According to zoo officials, the oryx, a member of the antelope family, was proclaimed extinct in the wild in the early 1980s. Around 6,000 oryxes remain in captivity as ongoing efforts to save the species are practiced worldwide.

"Felipe," the newest member of Staten Island's oryx family, was born in March, becoming the first animal of its kind to be born at a local zoo.

The Staten Island Zoo is one of several American institutions participating in the oryx survival program, alongside San Diego Zoo Safari Park, Smithsonian Conservation Biology Institute and Disney's Animal Kingdom.

Baby Oryx
(Credit: Staten Island Zoo)

Ongoing revitalization efforts are also active in Africa, with programs in Chad, Senegal, Morocco and Tunisia.
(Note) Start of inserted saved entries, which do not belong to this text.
//! Configuration file handling for kata-cli

use anyhow::{Context, Result};
use kata_client::{KataConfig, TlsConfig};
use serde::{Deserialize, Serialize};
use std::path::{Path, PathBuf};

/// Configuration for the CLI tool
#[derive(Debug, Clone, Serialize, Deserialize, Default)]
pub struct Config {
    /// Scanner base URL
    pub base_url: Option<String>,
    /// Sensor identifier
    pub sensor_id: Option<String>,
    /// Client certificate (PEM file)
    pub cert: Option<PathBuf>,
    /// Client private key (PEM file)
    pub key: Option<PathBuf>,
    /// CA bundle (PEM file)
    pub ca: Option<PathBuf>,
    /// Skip scanner certificate verification
    pub insecure: Option<bool>,
    /// Per-request timeout in milliseconds
    pub timeout_ms: Option<u64>,
    /// Default output format
    pub output: Option<String>,
    /// Disable colored output
    pub no_color: Option<bool>,
}

/// Connection settings given on the command line
#[derive(Debug, Clone, Default)]
pub struct ConnectionArgs {
    pub base_url: Option<String>,
    pub sensor_id: Option<String>,
    pub cert: Option<PathBuf>,
    pub key: Option<PathBuf>,
    pub ca: Option<PathBuf>,
    pub insecure: bool,
    pub timeout_ms: Option<u64>,
}

impl Config {
    /// Load configuration from the default config file
    pub fn load() -> Result<Self> {
        let config_path = Self::config_path()?;
        if config_path.exists() {
            Self::load_from(&config_path)
        } else {
            Ok(Self::default())
        }
    }

    /// Load configuration from a specific path
    pub fn load_from(path: &Path) -> Result<Self> {
        let content = std::fs::read_to_string(path)
            .with_context(|| format!("Failed to read config file: {}", path.display()))?;
        toml::from_str(&content)
            .with_context(|| format!("Failed to parse config file: {}", path.display()))
    }

    /// Get the default config file path
    pub fn config_path() -> Result<PathBuf> {
        let config_dir = dirs::config_dir()
            .context("Could not determine config directory")?
            .join("kata-cli");

        Ok(config_dir.join("config.toml"))
    }

    /// Merge CLI arguments over config file values
    pub fn merge_with_args(&self, args: ConnectionArgs) -> Result<MergedConfig> {
        Ok(MergedConfig {
            base_url: args
                .base_url
                .or_else(|| self.base_url.clone())
                .context("No scanner URL given (--base-url, KATA_BASE_URL or config file)")?,
            sensor_id: args
                .sensor_id
                .or_else(|| self.sensor_id.clone())
                .context("No sensor ID given (--sensor-id, KATA_SENSOR_ID or config file)")?,
            cert: args
                .cert
                .or_else(|| self.cert.clone())
                .context("No client certificate given (--cert, KATA_CERT or config file)")?,
            key: args
                .key
                .or_else(|| self.key.clone())
                .context("No client key given (--key, KATA_KEY or config file)")?,
            ca: args.ca.or_else(|| self.ca.clone()),
            insecure: args.insecure || self.insecure.unwrap_or(false),
            timeout_ms: args.timeout_ms.or(self.timeout_ms),
        })
    }
}

/// Fully resolved connection settings after merging CLI args
#[derive(Debug, Clone)]
pub struct MergedConfig {
    pub base_url: String,
    pub sensor_id: String,
    pub cert: PathBuf,
    pub key: PathBuf,
    pub ca: Option<PathBuf>,
    pub insecure: bool,
    pub timeout_ms: Option<u64>,
}

impl MergedConfig {
    /// Read the PEM files and build the client configuration
    pub fn to_client_config(&self, debug: bool) -> Result<KataConfig> {
        let tls = TlsConfig::from_files(&self.cert, &self.key, self.ca.as_deref())
            .context("Failed to load TLS material")?;

        let mut builder = KataConfig::builder(&self.base_url, &self.sensor_id)
            .tls(tls)
            .reject_unauthorized(!self.insecure)
            .debug(debug);
        if let Some(ms) = self.timeout_ms {
            builder = builder.request_timeout_ms(ms);
        }

        Ok(builder.build())
    }
}
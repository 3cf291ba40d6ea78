//! Error types for KATA client operations

use thiserror::Error;

use crate::config::ConfigError;

/// Result type alias for KATA client operations
pub type Result<T> = std::result::Result<T, KataClientError>;

/// Errors that can occur during KATA client operations
#[derive(Error, Debug)]
pub enum KataClientError {
    /// HTTP request failed at the transport level (connect, TLS, I/O)
    #[error("HTTP request failed: {0}")]
    Http(#[from] reqwest::Error),

    /// The per-request timeout elapsed and the request was aborted
    #[error("Request timed out")]
    Timeout,

    /// Invalid URL
    #[error("Invalid URL: {0}")]
    InvalidUrl(#[from] url::ParseError),

    /// IO error
    #[error("IO error: {0}")]
    Io(#[from] std::io::Error),

    /// Client identity or CA material could not be loaded
    #[error("TLS configuration error: {0}")]
    Tls(String),

    /// Configuration could not be loaded
    #[error("Configuration error: {0}")]
    Config(#[from] ConfigError),

    /// Server answered a state query with a non-success status
    #[error("KATA getScans failed: HTTP {status}")]
    HttpStatus { status: u16 },

    /// Response body could not be parsed as JSON
    #[error(
        "KATA getScans: unexpected content-type {content_type} (HTTP {status}); body starts with: {excerpt}"
    )]
    InvalidBody {
        status: u16,
        content_type: String,
        excerpt: String,
    },

    /// JSON body was neither an array nor a known envelope
    #[error(
        "KATA getScans: unexpected response shape; expected array or {{scans:[]}}, got {found}"
    )]
    UnexpectedShape { found: &'static str },
}

impl KataClientError {
    /// Classify a transport error, separating timeouts from other failures
    pub(crate) fn transport(err: reqwest::Error) -> Self {
        if err.is_timeout() {
            Self::Timeout
        } else {
            Self::Http(err)
        }
    }

    /// Create a body error keeping only the first 200 characters of the body
    pub fn invalid_body(status: u16, content_type: impl Into<String>, body: &str) -> Self {
        Self::InvalidBody {
            status,
            content_type: content_type.into(),
            excerpt: body.chars().take(200).collect(),
        }
    }

    /// Whether this error came from the transport rather than the protocol
    pub fn is_transport(&self) -> bool {
        matches!(self, Self::Http(_) | Self::Timeout)
    }
}

#[cfg(test)]
mod tests {
    use super::*;

    #[test]
    fn test_invalid_body_excerpt_is_bounded() {
        let body = "x".repeat(500);
        match KataClientError::invalid_body(200, "text/html", &body) {
            KataClientError::InvalidBody {
                status,
                content_type,
                excerpt,
            } => {
                assert_eq!(status, 200);
                assert_eq!(content_type, "text/html");
                assert_eq!(excerpt.chars().count(), 200);
            }
            other => panic!("unexpected error: {other:?}"),
        }
    }

    #[test]
    fn test_shape_error_names_runtime_type() {
        let err = KataClientError::UnexpectedShape { found: "string" };
        assert!(err.to_string().ends_with("got string"));
    }
}
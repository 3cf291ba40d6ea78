//! KATA Scanner Client Library
//!
//! Submits files to a KATA scanner sensor over mutual TLS, queries scan
//! state, and waits for a scan to reach a verdict.
//!
//! # Example
//!
//! ```rust,no_run
//! use kata_client::{KataClient, KataConfig, SubmitRequest, TlsConfig, WaitOptions};
//! use std::path::Path;
//!
//! #[tokio::main]
//! async fn main() -> anyhow::Result<()> {
//!     let tls = TlsConfig::from_files("client.crt", "client.key", Some(Path::new("ca.pem")))?;
//!     let config = KataConfig::builder("https://kata.example:8443", "sensor-1")
//!         .tls(tls)
//!         .build();
//!     let client = KataClient::new(config)?;
//!
//!     // Submit a file; the scan id is generated when not supplied
//!     let submitted = client
//!         .submit_scan(SubmitRequest::new(std::fs::read("sample.exe")?).filename("sample.exe"))
//!         .await?;
//!     if !submitted.ok {
//!         anyhow::bail!("rejected: HTTP {} {:?}", submitted.status, submitted.message);
//!     }
//!
//!     // Poll until a verdict arrives or the wait budget runs out
//!     let options = client.default_wait_options();
//!     match client.wait_for_result(&submitted.scan_id, &options).await? {
//!         Some(item) => println!("verdict: {:?}", item.state),
//!         None => println!("no verdict yet"),
//!     }
//!
//!     Ok(())
//! }
//! ```
//!
//! # Debug events
//!
//! Set `debug: true` in the configuration, export `KATA_SDK_DEBUG=1` or
//! `DEBUG=kata-sdk`, or pass a sink to [`KataClient::with_debug_sink`].
//!
//! # Testing
//!
//! The `testing` module starts an axum router as a stand-in scanner:
//!
//! ```rust,ignore
//! use kata_client::testing::TestServer;
//!
//! let server = TestServer::start(router).await?;
//! let scans = server.client.get_scans(&Default::default()).await?;
//! ```

mod client;
pub mod config;
pub mod debug;
mod error;
pub mod testing;
mod types;
pub mod wait;

pub use client::KataClient;
pub use config::{ConfigError, KataConfig, KataConfigBuilder, TimeoutsConfig, TlsConfig};
pub use debug::{DebugLog, DebugSink};
pub use error::{KataClientError, Result};
pub use types::*;
pub use wait::{ScanStateSource, WaitOptions};
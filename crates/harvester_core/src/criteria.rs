use chrono::{DateTime, Utc};

/// Which feed entries a harvest is interested in.
#[derive(Debug, Clone, PartialEq, Eq)]
pub struct FilterCriteria {
    /// Case-sensitive prefix the entry title must start with.
    pub title_prefix: String,
    /// Last synced instant; entries at or before it were already harvested.
    pub cutoff: DateTime<Utc>,
}

impl FilterCriteria {
    pub fn new(title_prefix: impl Into<String>, cutoff: DateTime<Utc>) -> Self {
        Self {
            title_prefix: title_prefix.into(),
            cutoff,
        }
    }

    pub fn title_matches(&self, title: &str) -> bool {
        title.trim_start().starts_with(&self.title_prefix)
    }

    /// True when `timestamp` is not newer than the cutoff.
    pub fn is_stale(&self, timestamp: DateTime<Utc>) -> bool {
        self.cutoff >= timestamp
    }
}

/// Filter for the nested files listed inside one feed item.
#[derive(Debug, Clone, PartialEq, Eq)]
pub struct FileFilter {
    pub name_suffix: String,
}

impl FileFilter {
    pub fn new(name_suffix: impl Into<String>) -> Self {
        Self {
            name_suffix: name_suffix.into(),
        }
    }

    pub fn matches(&self, file_name: &str) -> bool {
        file_name.trim().ends_with(&self.name_suffix)
    }
}
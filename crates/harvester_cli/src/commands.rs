//! Command-line surface of the harvester.
use std::fs;
use std::path::{Path, PathBuf};
use std::sync::Arc;

use anyhow::{Context, Result};
use chrono::{DateTime, Duration, Utc};
use clap::{Parser, Subcommand, ValueEnum};
use engine_logging::{engine_info, engine_warn, LogDestination};
use harvester_engine::replay::{PortalFixture, ReplayDriver};
use harvester_engine::{
    harvest, load_config, send, write_manifest, CompletionOutcome, DirectoryUploadSink,
    HarvestEvent, HarvesterConfig, ProgressSink, UploadSink, MANIFEST_FILENAME,
};
use log::LevelFilter;
use tokio_util::sync::CancellationToken;

use crate::sync_state::{load_sync_state, next_cutoff, save_sync_state, SyncState};

/// Days looked back when neither `--since` nor a saved sync state exists.
const DEFAULT_LOOKBACK_DAYS: i64 = 1;

#[derive(Parser)]
#[command(name = "harvester")]
#[command(about = "Harvests file transfers from a portal activity feed")]
#[command(version)]
pub struct Cli {
    /// Settings file (RON)
    #[arg(short, long, global = true, default_value = "harvester.ron")]
    config: PathBuf,

    /// Portal fixture (RON) replayed instead of a live portal
    #[arg(long, global = true, default_value = "portal.ron")]
    fixture: PathBuf,

    /// Where log output goes
    #[arg(long, global = true, value_enum, default_value = "both")]
    log: LogTarget,

    /// Log file path
    #[arg(long, global = true)]
    log_file: Option<PathBuf>,

    /// Enable verbose logging
    #[arg(short, long, global = true)]
    verbose: bool,

    #[command(subcommand)]
    command: Commands,
}

#[derive(Debug, Clone, Copy, ValueEnum)]
enum LogTarget {
    File,
    Terminal,
    Both,
}

impl From<LogTarget> for LogDestination {
    fn from(target: LogTarget) -> Self {
        match target {
            LogTarget::File => LogDestination::File,
            LogTarget::Terminal => LogDestination::Terminal,
            LogTarget::Both => LogDestination::Both,
        }
    }
}

#[derive(Subcommand)]
enum Commands {
    /// Download new matching transfers and publish their files
    Harvest {
        /// Only harvest activity newer than this RFC 3339 timestamp
        #[arg(long)]
        since: Option<DateTime<Utc>>,
        /// Root directory files are published under
        #[arg(long, default_value = "published")]
        publish_dir: PathBuf,
        /// Key prefix inside the publish directory
        #[arg(long, default_value = "inputs")]
        prefix: String,
        /// Do not record the new cutoff after a complete scan
        #[arg(long)]
        no_state: bool,
    },

    /// Send local files to a recipient through the portal
    Send {
        /// Files to attach
        #[arg(required = true)]
        files: Vec<PathBuf>,
        /// Recipient, overriding the configured one
        #[arg(short, long)]
        recipient: Option<String>,
    },

    /// Validate the settings file and print the effective configuration
    CheckConfig,
}

pub async fn run() -> Result<()> {
    let cli = Cli::parse();
    let level = if cli.verbose {
        LevelFilter::Debug
    } else {
        LevelFilter::Info
    };
    engine_logging::initialize(cli.log.into(), level, cli.log_file.as_deref());

    let config = load_config(&cli.config)
        .with_context(|| format!("loading settings from {}", cli.config.display()))?;

    match cli.command {
        Commands::Harvest {
            since,
            publish_dir,
            prefix,
            no_state,
        } => cmd_harvest(&cli.fixture, &config, since, &publish_dir, &prefix, no_state).await,
        Commands::Send { files, recipient } => {
            cmd_send(&cli.fixture, config, &files, recipient).await
        }
        Commands::CheckConfig => cmd_check_config(&config),
    }
}

fn replay_driver(fixture_path: &Path, config: &HarvesterConfig) -> Result<Arc<ReplayDriver>> {
    let content = fs::read_to_string(fixture_path)
        .with_context(|| format!("reading portal fixture {}", fixture_path.display()))?;
    let fixture: PortalFixture = ron::from_str(&content)
        .with_context(|| format!("parsing portal fixture {}", fixture_path.display()))?;
    Ok(Arc::new(ReplayDriver::new(
        fixture,
        config.harvest.selectors.clone(),
    )))
}

/// Cancels the token on Ctrl-C.
fn cancel_on_interrupt() -> CancellationToken {
    let token = CancellationToken::new();
    let trigger = token.clone();
    tokio::spawn(async move {
        if tokio::signal::ctrl_c().await.is_ok() {
            engine_warn!("Interrupted; finishing the current step");
            trigger.cancel();
        }
    });
    token
}

/// Prints harvest progress to stdout.
struct ConsoleProgress;

impl ProgressSink for ConsoleProgress {
    fn emit(&self, event: HarvestEvent) {
        match event {
            HarvestEvent::ItemHarvested { identity, files } => {
                println!("  {identity}: {files} file(s)");
            }
            HarvestEvent::Finished { reason, files } => {
                println!("Finished ({reason}): {files} file(s)");
            }
            _ => {}
        }
    }
}

fn resolve_cutoff(since: Option<DateTime<Utc>>, state: &SyncState) -> DateTime<Utc> {
    since
        .or(state.last_sync)
        .unwrap_or_else(|| Utc::now() - Duration::days(DEFAULT_LOOKBACK_DAYS))
}

async fn cmd_harvest(
    fixture: &Path,
    config: &HarvesterConfig,
    since: Option<DateTime<Utc>>,
    publish_dir: &Path,
    prefix: &str,
    no_state: bool,
) -> Result<()> {
    let state = load_sync_state(publish_dir);
    let cutoff = resolve_cutoff(since, &state);
    let driver = replay_driver(fixture, config)?;
    let cancel = cancel_on_interrupt();

    println!("Harvesting activity newer than {}", cutoff.to_rfc3339());
    let report = harvest(driver, config, cutoff, &ConsoleProgress, &cancel).await?;

    let keys = DirectoryUploadSink::new(publish_dir, prefix).publish(&report.files)?;
    let manifest = write_manifest(publish_dir, &report, MANIFEST_FILENAME)?;
    for key in &keys {
        println!("  published {key}");
    }
    for failure in &report.failures {
        println!("  failed {}: {}", failure.identity, failure.reason);
    }
    println!("Manifest written to {}", manifest.display());

    if no_state {
        return Ok(());
    }
    match next_cutoff(&report) {
        Some(last_sync) => {
            save_sync_state(
                publish_dir,
                &SyncState {
                    last_sync: Some(last_sync),
                },
            )?;
            engine_info!("Next harvest starts after {}", last_sync);
        }
        None => engine_info!(
            "Keeping previous cutoff; scan ended with {}",
            report.stop_reason
        ),
    }
    Ok(())
}

async fn cmd_send(
    fixture: &Path,
    mut config: HarvesterConfig,
    files: &[PathBuf],
    recipient: Option<String>,
) -> Result<()> {
    if recipient.is_some() {
        config.session.recipient = recipient;
    }
    let driver = replay_driver(fixture, &config)?;
    let cancel = cancel_on_interrupt();

    match send(driver, &config, files, &cancel).await? {
        CompletionOutcome::Completed { status } => println!("Sent: {status}"),
        CompletionOutcome::AssumedSuccess => {
            println!("Sent (portal gave no confirmation)")
        }
    }
    Ok(())
}

fn cmd_check_config(config: &HarvesterConfig) -> Result<()> {
    let mut shown = config.clone();
    if !shown.session.password.is_empty() {
        shown.session.password = "********".to_string();
    }
    let pretty = ron::ser::to_string_pretty(&shown, ron::ser::PrettyConfig::new())?;
    println!("{pretty}");
    Ok(())
}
Earlier this year, the Sahara Conservation Fund, of Africa, released 25 of their oryxes into a gated reserve in Chad. The institution plans to release up to 500 oryxes to support a thriving herd in the wild, according to officials.

The decline in wild oryx population can be attributed to a variety of factors, including dry weather and poaching.

The new baby oryx can be viewed at the Staten Island Zoo's Sahara Habitat.